Tout le monde en parle, chacun a sa définition.
Dans le grand tintamarre de la crise laitière, chacun y va de son prix. Les Belges vendent 180 €. Les industriels français réclament 200 €. Un groupe de producteurs bretons est allé à Bruxelles pour afficher un prix d'équilibre à 240 €/t. Un économiste de l'Institut de l'élevage annonce dans la presse régionale bretonne un tarif équivalent. Les centres de gestion donnent des moyennes à 300-350 €. Le syndicat majoritaire défend un accord à 280 € pendant qu'un autre mouvement réclame 400 €. Une chose est certaine : l'écart entre les plus performants et les moins efficaces atteint une centaine d'euros. « Avant la crise, la moitié des producteurs laitiers gagnait moins que le Smic », affirment les CER. Et pendant la crise ? Et d'abord, de quel Smic parle-t-on ? D'un Smic horaire, soit 60 h/semaine x 6,84 € x 4 = 1 640 €, ou d'un Smic mensuel à 1 050 € ? Quel salaire « honnête » devrait se verser un producteur pour vivre décemment ? Aux consommateurs qui nous demandent avec compassion : « Le prix du lait chute de 30 %, alors votre salaire aussi ? » Il faut répondre : « 30 % de baisse sur le lait, c'est 100 % du revenu qui disparaît. »
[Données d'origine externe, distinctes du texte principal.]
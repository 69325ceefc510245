//! Fees repository

use async_trait::async_trait;
use rust_decimal::Decimal;
use sqlx::{Pool, Postgres};

use crate::{error::AppResult, models::fee::FeeDetails};

#[cfg_attr(test, mockall::automock)]
#[async_trait]
pub trait FeesRepository: Send + Sync {
    /// Fees, newest first; all users when `user_id` is None
    async fn list(&self, user_id: Option<i32>) -> AppResult<Vec<FeeDetails>>;

    async fn total(&self, user_id: Option<i32>) -> AppResult<Decimal>;
}

#[derive(Clone)]
pub struct PgFeesRepository {
    pool: Pool<Postgres>,
}

impl PgFeesRepository {
    pub fn new(pool: Pool<Postgres>) -> Self {
        Self { pool }
    }
}

#[async_trait]
impl FeesRepository for PgFeesRepository {
    async fn list(&self, user_id: Option<i32>) -> AppResult<Vec<FeeDetails>> {
        let fees = sqlx::query_as::<_, FeeDetails>(
            r#"
            SELECT f.*, u.fullname AS user_fullname
            FROM fees f
            JOIN users u ON u.id = f.user_id
            WHERE ($1::INTEGER IS NULL OR f.user_id = $1)
            ORDER BY f.created_at DESC, f.id DESC
            "#,
        )
        .bind(user_id)
        .fetch_all(&self.pool)
        .await?;
        Ok(fees)
    }

    async fn total(&self, user_id: Option<i32>) -> AppResult<Decimal> {
        let total: Decimal = sqlx::query_scalar(
            "SELECT COALESCE(SUM(amount), 0) FROM fees WHERE ($1::INTEGER IS NULL OR user_id = $1)",
        )
        .bind(user_id)
        .fetch_one(&self.pool)
        .await?;
        Ok(total)
    }
}
//! Dashboard and report endpoints

use axum::{
    extract::{Path, Query, State},
    Json,
};

use crate::{
    error::AppResult,
    models::{
        stats::{AdminDashboard, Report, ReportQuery, StudentDashboard},
        user::Access,
    },
    AppState,
};

use super::AuthenticatedUser;

/// Student dashboard
#[utoipa::path(
    get,
    path = "/users/{id}/dashboard",
    tag = "stats",
    security(("bearer_auth" = [])),
    params(
        ("id" = i32, Path, description = "User ID")
    ),
    responses(
        (status = 200, description = "Dashboard counters", body = StudentDashboard),
        (status = 403, description = "Not the owner"),
        (status = 404, description = "User not found")
    )
)]
pub async fn get_student_dashboard(
    State(state): State<AppState>,
    AuthenticatedUser(claims): AuthenticatedUser,
    Path(user_id): Path<i32>,
) -> AppResult<Json<StudentDashboard>> {
    claims.authorize(Access::Owner(user_id))?;

    let dashboard = state.services.stats.student_dashboard(user_id).await?;
    Ok(Json(dashboard))
}

/// Admin dashboard
#[utoipa::path(
    get,
    path = "/stats",
    tag = "stats",
    security(("bearer_auth" = [])),
    responses(
        (status = 200, description = "Library-wide counters", body = AdminDashboard),
        (status = 403, description = "Administrator privileges required")
    )
)]
pub async fn get_stats(
    State(state): State<AppState>,
    AuthenticatedUser(claims): AuthenticatedUser,
) -> AppResult<Json<AdminDashboard>> {
    claims.require_admin()?;

    let dashboard = state.services.stats.admin_dashboard().await?;
    Ok(Json(dashboard))
}

/// Reports: summary, most borrowed books, most active users
#[utoipa::path(
    get,
    path = "/stats/reports",
    tag = "stats",
    security(("bearer_auth" = [])),
    params(ReportQuery),
    responses(
        (status = 200, description = "Report", body = Report),
        (status = 403, description = "Administrator privileges required")
    )
)]
pub async fn get_report(
    State(state): State<AppState>,
    AuthenticatedUser(claims): AuthenticatedUser,
    Query(query): Query<ReportQuery>,
) -> AppResult<Json<Report>> {
    claims.require_admin()?;

    let report = state.services.stats.report(query.kind).await?;
    Ok(Json(report))
}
« À 240 €/t, on couvre les charges en attendant des jours meilleurs », dixit certains libéraux. On vit comment en attendant ? Ceux qui le peuvent tapent dans leur tirelire, mais les autres n'ont plus qu'à se faire hara-kiri ou s'endetter encore, si les banques suivent. Alors, dans les discussions, apparaît un nouveau critère : le prix de survie. Combien de temps puis-je tenir ?
C'est pourtant simple : à 260 €/1 000 l, la moitié des éleveurs couvrent leurs charges, annuités comprises. C'est le prix de survie. Rajoutez 60 € pour une rémunération de 1 500 € net par mois (pour 300 000 l de quota par UTH) + 30 € pour la MSA et vous obtenez le prix d'équilibre, soit 350 €. Tous les adhérents lait des Ceta d'Ille-et-Vilaine font ce calcul avec leurs propres chiffres.
Le vrai problème en agriculture, c'est que l'on ne parle jamais de prix nets comme dans le commerce ou l'industrie, c'est-à-dire le produit moins les charges, y compris la rémunération du travail et du capital social. Pas étonnant que personne ne s'y retrouve. Prix d'équilibre, coût marginal, marge brute, marge nette… Autant de termes comptables qui embrouillent le discours et permettent à chacun des protagonistes de ramener la couverture à lui.
Les industriels laitiers ont beau jeu de faire pression sur le prix quand on parle de coûts de revient aussi hétéroclites. J'espère quand même que nos représentants au Cniel ont des chiffres plus précis et des arguments affûtés.
Et la grande distribution s'en mêle. D'ailleurs, en manifestant chez eux, les éleveurs leur ont donné voix au chapitre. Plus que jamais, les grandes enseignes se positionnent en défenseurs du pouvoir d'achat, y compris pour les éleveurs. En clair, les « méchants » sont ailleurs.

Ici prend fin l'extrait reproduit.